Article

Progress Continues in Developing Alternative Payment Models

The standardization of value-based models is crucial as they become widely-adopted.

The manner of reimbursement is known to affect the way that health care professionals deliver care and prioritize investments.

Currently, health care reimbursement is largely based on the fee-for-service model, in which physicians are paid for each service individually; however, this approach has been found to drive the overuse of low-value care, unnecessary services, and can result in suboptimal patient care, according to an opinion article published by JAMA.

Many health care providers, payers, manufacturers, and other industry stakeholders are seeking to expand the use of alternative payment models (APMs) as a way to encourage value.

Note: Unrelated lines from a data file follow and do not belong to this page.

use std::io;
use std::path::{Path, PathBuf};
use std::process::ExitCode;

use clap::{CommandFactory, Parser};
use clap_complete::generate;
use colored::Colorize;
use tracing::{debug, info, warn};
use tracing_subscriber::layer::SubscriberExt;
use tracing_subscriber::util::SubscriberInitExt;
use tracing_subscriber::{EnvFilter, Layer};

use distsup_core::config::{resolve_rules_path, RulesFile};
use distsup_core::criterion::{describe_tree, EvidenceMode, Outcome};
use distsup_core::{clean_file, Result, RunOptions, Supervisor};

mod args;
use args::{Cli, Commands, RulesAction, Shell};

fn main() -> ExitCode {
    let cli = Cli::parse();

    init_logging(cli.verbose, cli.quiet);

    let rules_path = resolve_rules_path(cli.rules);
    debug!(rules = %rules_path.display(), "resolved rules file");
    let quiet = cli.quiet;

    let result = match cli.command {
        Some(Commands::Run {
            inputs,
            evidence,
            no_evidence,
            no_progress,
            lang,
        }) => handle_run(
            &rules_path,
            &inputs,
            RunOverrides {
                evidence: evidence_override(evidence, no_evidence),
                no_progress: no_progress || quiet,
                lang,
            },
            quiet,
        ),
        Some(Commands::Check { text }) => handle_check(&rules_path, &text),
        Some(Commands::Clean { inputs }) => handle_clean(&inputs, quiet),
        Some(Commands::Rules { action }) => handle_rules(action, &rules_path),
        Some(Commands::Completions { shell }) => {
            handle_completions(shell);
            Ok(())
        }
        None => {
            Cli::command().print_help().ok();
            Ok(())
        }
    };

    match result {
        Ok(()) => ExitCode::SUCCESS,
        Err(e) => {
            eprintln!("{} {}", "[ERROR]".red().bold(), e);
            ExitCode::from(e.exit_code() as u8)
        }
    }
}

/// Diagnostics go to stderr; stdout carries progress and results.
/// `RUST_LOG` wins over the verbosity flags.
fn init_logging(verbose: bool, quiet: bool) {
    let default_filter = if verbose {
        "distsup_core=debug,distsup_cli=debug"
    } else if quiet {
        "error"
    } else {
        "warn"
    };
    let env_filter =
        EnvFilter::try_from_default_env().unwrap_or_else(|_| EnvFilter::new(default_filter));

    tracing_subscriber::registry()
        .with(
            tracing_subscriber::fmt::layer()
                .with_writer(io::stderr)
                .with_target(false)
                .with_filter(env_filter),
        )
        .init();
}

fn handle_completions(shell: Shell) {
    let mut cmd = Cli::command();
    let shell = match shell {
        Shell::Bash => clap_complete::Shell::Bash,
        Shell::Zsh => clap_complete::Shell::Zsh,
        Shell::Fish => clap_complete::Shell::Fish,
        Shell::PowerShell => clap_complete::Shell::PowerShell,
        Shell::Elvish => clap_complete::Shell::Elvish,
    };
    generate(shell, &mut cmd, "distsup", &mut io::stdout());
}

/// CLI options that override the rules file's `[run]` section
struct RunOverrides {
    evidence: Option<bool>,
    no_progress: bool,
    lang: Option<String>,
}

fn evidence_override(evidence: bool, no_evidence: bool) -> Option<bool> {
    match (evidence, no_evidence) {
        (true, _) => Some(true),
        (_, true) => Some(false),
        _ => None,
    }
}

fn handle_run(
    rules_path: &Path,
    inputs: &[PathBuf],
    overrides: RunOverrides,
    quiet: bool,
) -> Result<()> {
    let rules = RulesFile::load(rules_path)?;

    let options = apply_overrides(rules.run.to_run_options(), overrides);
    debug!(
        evidence = options.append_evidence,
        progress = options.print_progress,
        lang = %options.lang,
        "run options"
    );

    for (idx, input) in inputs.iter().enumerate() {
        info!(input = %input.display(), "labeling {}/{}", idx + 1, inputs.len());
        // Each supervisor owns its criterion tree.
        let supervisor = Supervisor::new(input, rules.criterion.build()?);

        let summary = if quiet {
            supervisor.run_with_progress(&options, &mut io::sink())?
        } else {
            supervisor.run(&options)?
        };
        if summary.counts.total() == 0 {
            warn!(input = %input.display(), "no records were labeled");
        }

        if quiet {
            continue;
        }
        for (path, (category, count)) in summary.output_paths.iter().zip(summary.counts.iter()) {
            println!(
                "  {} {} {}",
                category.cyan(),
                path.display().to_string().dimmed(),
                format!("({count})").yellow()
            );
        }
    }

    Ok(())
}

/// Command-line flags win over the rules file's `[run]` section.
fn apply_overrides(mut options: RunOptions, overrides: RunOverrides) -> RunOptions {
    if let Some(evidence) = overrides.evidence {
        options.append_evidence = evidence;
    }
    if overrides.no_progress {
        options.print_progress = false;
    }
    if let Some(lang) = overrides.lang {
        options.lang = lang;
    }
    options
}

fn handle_check(rules_path: &Path, text: &str) -> Result<()> {
    let (_, criterion) = RulesFile::load_criterion(rules_path)?;

    match criterion.categorise(text, EvidenceMode::Collect) {
        Outcome::Matched { category, evidence } => {
            println!("{} {}", "Matched:".green(), category.cyan().bold());
            println!("  Evidence: {}", evidence.join(", "));
        }
        Outcome::NoMatch => {
            println!("{}", "No category".dimmed());
        }
        Outcome::Contradiction => {
            println!(
                "{} matches more than one category of '{}'",
                "Contradiction:".yellow(),
                criterion.name()
            );
        }
    }

    Ok(())
}

fn handle_clean(inputs: &[PathBuf], quiet: bool) -> Result<()> {
    for input in inputs {
        debug!(input = %input.display(), "stripping evidence");
        let summary = clean_file(input)?;
        if !quiet {
            println!(
                "{} {} ({} records)",
                "Cleaned:".green(),
                summary.output_path.display(),
                summary.records
            );
        }
    }
    Ok(())
}

fn handle_rules(action: RulesAction, rules_path: &Path) -> Result<()> {
    match action {
        RulesAction::Init => {
            let path = RulesFile::init(rules_path)?;
            info!(path = %path.display(), "wrote rules template");
            println!("{} {}", "Initialized:".green(), path.display());
        }
        RulesAction::Show { toml } => {
            let (rules, criterion) = RulesFile::load_criterion(rules_path)?;
            if toml {
                print!("{}", rules.to_toml()?);
                return Ok(());
            }

            println!();
            println!("Rules: {}", rules_path.display().to_string().cyan());
            println!(
                "Run: evidence={} progress={} lang={}",
                rules.run.append_evidence, rules.run.print_progress, rules.run.lang
            );
            println!();
            print!("{}", describe_tree(criterion.as_ref()));
            println!();
        }
        RulesAction::Path => {
            println!("{}", rules_path.display());
        }
    }

    Ok(())
}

Related coverage: Challenges for Value-Based Contracting in Specialty Pharmacy

APMs have been supported through the Medicare Access and CHIP Reauthorization Act, models from the Centers for Medicare and Medicaid Services (CMS) Innovation Center, actions of the Physician-Focused Payment Model Technical Advisory Committee, and the achievements of states, health plans, hospitals, and physicians, according to the article.

As the push continues towards value- and outcomes-based contracting, ensuring that consistent terminology and standards for outcomes related to APMs is crucial. Developing a framework for APMs will likely assist in these efforts, according to the article.

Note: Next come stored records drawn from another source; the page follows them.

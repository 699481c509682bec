//! # Criterion Module
//!
//! Rule objects that assign a text to at most one category.
//!
//! ## Variants
//!
//! - **KeywordCriterion**: keyword tables per category, matched by substring,
//!   whitespace token or anchored regex.
//! - **GroupCriterion**: combines child criteria that share a category list,
//!   under `any` or `all` semantics.
//!
//! A text that matches two different categories inside one `categorise` call is
//! a contradiction and yields no category at all.
//!
//! ## Example
//!
//! ```rust
//! use distsup_core::criterion::{Criterion, EvidenceMode, KeywordCriterion, KeywordMode, Outcome};
//!
//! let criterion = KeywordCriterion::from_literals(
//!     "pets",
//!     KeywordMode::In,
//!     vec![("A", vec!["cat"]), ("B", vec!["dog"])],
//! )
//! .unwrap();
//!
//! assert_eq!(
//!     criterion.categorise("I saw a cat", EvidenceMode::Collect),
//!     Outcome::matched("A", vec!["cat".to_string()])
//! );
//! assert_eq!(
//!     criterion.categorise("cat and dog", EvidenceMode::Collect),
//!     Outcome::Contradiction
//! );
//! assert_eq!(criterion.categorise("bird", EvidenceMode::Collect), Outcome::NoMatch);
//! ```

mod group;
mod keyword;

pub use group::{GroupCriterion, GroupMode};
pub use keyword::{Keyword, KeywordCriterion, KeywordMode};

/// Whether `categorise` should collect the strings that caused a match.
#[derive(Debug, Clone, Copy, PartialEq, Eq, Default)]
pub enum EvidenceMode {
    Collect,
    /// Only the category decision is needed; evidence stays empty.
    #[default]
    Skip,
}

impl EvidenceMode {
    pub fn from_flag(collect: bool) -> Self {
        if collect {
            Self::Collect
        } else {
            Self::Skip
        }
    }

    pub fn collects(self) -> bool {
        matches!(self, Self::Collect)
    }
}

/// Result of categorising one text.
#[derive(Debug, Clone, PartialEq, Eq)]
pub enum Outcome {
    Matched {
        category: String,
        /// Original keyword strings in match order. Empty under [`EvidenceMode::Skip`].
        evidence: Vec<String>,
    },
    NoMatch,
    /// Two or more distinct categories matched.
    Contradiction,
}

impl Outcome {
    pub fn matched(category: impl Into<String>, evidence: Vec<String>) -> Self {
        Self::Matched {
            category: category.into(),
            evidence,
        }
    }

    pub fn category(&self) -> Option<&str> {
        match self {
            Self::Matched { category, .. } => Some(category),
            _ => None,
        }
    }

    pub fn evidence(&self) -> Option<&[String]> {
        match self {
            Self::Matched { evidence, .. } => Some(evidence),
            Self::NoMatch => Some(&[]),
            Self::Contradiction => None,
        }
    }

    pub fn is_contradiction(&self) -> bool {
        matches!(self, Self::Contradiction)
    }

    /// Split into the `(category, evidence)` pair used by line-oriented tooling:
    /// a contradiction has no evidence list at all, a plain miss has an empty one.
    pub fn into_parts(self) -> (Option<String>, Option<Vec<String>>) {
        match self {
            Self::Matched { category, evidence } => (Some(category), Some(evidence)),
            Self::NoMatch => (None, Some(Vec::new())),
            Self::Contradiction => (None, None),
        }
    }
}

/// A rule that classifies a text into at most one of its categories.
pub trait Criterion: Send + Sync + std::fmt::Debug {
    fn name(&self) -> &str;

    /// Declared categories, in order.
    fn categories(&self) -> &[String];

    fn num_of_categories(&self) -> usize {
        self.categories().len()
    }

    fn categorise(&self, text: &str, mode: EvidenceMode) -> Outcome;

    /// Child criteria, for display. Leaves have none.
    fn children(&self) -> &[Box<dyn Criterion>] {
        &[]
    }

    /// One-line description of this node's own settings.
    fn describe(&self) -> String;
}

/// Render a criterion tree as indented lines.
pub fn describe_tree(criterion: &dyn Criterion) -> String {
    let mut out = String::new();
    write_tree(criterion, 0, &mut out);
    out
}

fn write_tree(criterion: &dyn Criterion, depth: usize, out: &mut String) {
    out.push_str(&"  ".repeat(depth));
    out.push_str(&criterion.describe());
    out.push('\n');
    for child in criterion.children() {
        write_tree(child.as_ref(), depth + 1, out);
    }
}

CMS first published APM classifications in 2014, which was then improved and expanded by the Health Care Payment Learning and Action Network (LAN). The LAN framework included principles for APM design and classification, as well as practical insights, according to the article.

The framework includes 4 different APM classifications:

  • traditional fee-for-service
  • pay for performance
  • APMs built on fee-for-service
  • population health payments

The framework also outlined 8 principals to help develop APMs, differentiate the models, and structure goals related to adoption. There are 3 themes present throughout the principles: patient protections against financial incentives, health care professional protection against unnecessary risks, and value-based goals for reimbursement reform, according to the article.

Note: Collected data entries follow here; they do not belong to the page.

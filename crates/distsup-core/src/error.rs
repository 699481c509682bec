use std::path::PathBuf;
use thiserror::Error;

#[derive(Debug, Error)]
pub enum DistsupError {
    #[error("Rules file not found: {path}")]
    RulesNotFound { path: PathBuf },

    #[error("Input file not found: {path}")]
    InputNotFound { path: PathBuf },

    #[error("Failed to parse rules file {path}: {message}")]
    RulesParse { path: PathBuf, message: String },

    #[error("Unsupported keyword mode: '{mode}' - expected one of in, split, regex")]
    UnsupportedKeywordMode { mode: String },

    #[error("Unsupported group mode: '{mode}' - expected one of any, all")]
    UnsupportedGroupMode { mode: String },

    #[error("Criterion '{criterion}' declares category '{category}' more than once")]
    DuplicateCategory { criterion: String, category: String },

    #[error("Group criterion '{name}' needs at least one child criterion")]
    EmptyGroup { name: String },

    #[error(
        "Group criterion '{group}': child '{child}' has categories {found:?}, expected {expected:?}"
    )]
    CategoryMismatch {
        group: String,
        child: String,
        expected: Vec<String>,
        found: Vec<String>,
    },

    #[error("Library pattern '{pattern}' in criterion '{criterion}' requires keyword_mode = \"regex\"")]
    LibraryPatternOutsideRegex { criterion: String, pattern: String },

    #[error("Invalid regex for keyword '{keyword}': {source}")]
    InvalidRegex {
        keyword: String,
        #[source]
        source: regex::Error,
    },

    #[error("Malformed record at {path}:{line}: {message}")]
    MalformedRecord {
        path: PathBuf,
        line: usize,
        message: String,
    },

    #[error("IO error: {0}")]
    Io(#[from] std::io::Error),

    #[error("JSON error: {0}")]
    Json(#[from] serde_json::Error),

    #[error("TOML serialization error: {0}")]
    TomlSer(#[from] toml::ser::Error),
}

pub type Result<T> = std::result::Result<T, DistsupError>;

impl DistsupError {
    pub fn exit_code(&self) -> i32 {
        match self {
            Self::RulesParse { .. }
            | Self::UnsupportedKeywordMode { .. }
            | Self::UnsupportedGroupMode { .. }
            | Self::DuplicateCategory { .. }
            | Self::EmptyGroup { .. }
            | Self::CategoryMismatch { .. }
            | Self::LibraryPatternOutsideRegex { .. }
            | Self::InvalidRegex { .. } => 2,
            Self::RulesNotFound { .. } | Self::InputNotFound { .. } => 3,
            Self::MalformedRecord { .. } => 4,
            _ => 1,
        }
    }
}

For patients, APMs mean a better, more coordinated health care journey. APMs must, in turn, help patients better navigate the health care system and avoid incentives that reward low-quality care.

The LAN framework supports patient protections by creating a quality threshold, which reinforces that improving care via quality accountability is a basic goal of payment reform, according to the article.

Although payment reform that holds providers accountable for financial performance and quality measures is important, these models must be flexible to improve care. It is also necessary to protect providers from models that hold them accountable for care that is outside of their expertise, as this can worsen patient care, the authors wrote.

Further, a focus of APM value should surround patient-centricity. A framework that includes quality and cost accountability is better positioned to improve care compared with APMs that only include quality accountability, according to the article.

The authors concluded that because value-based arrangements account for 30% of payments and are continuing to increase, a standardized framework will prove to be important.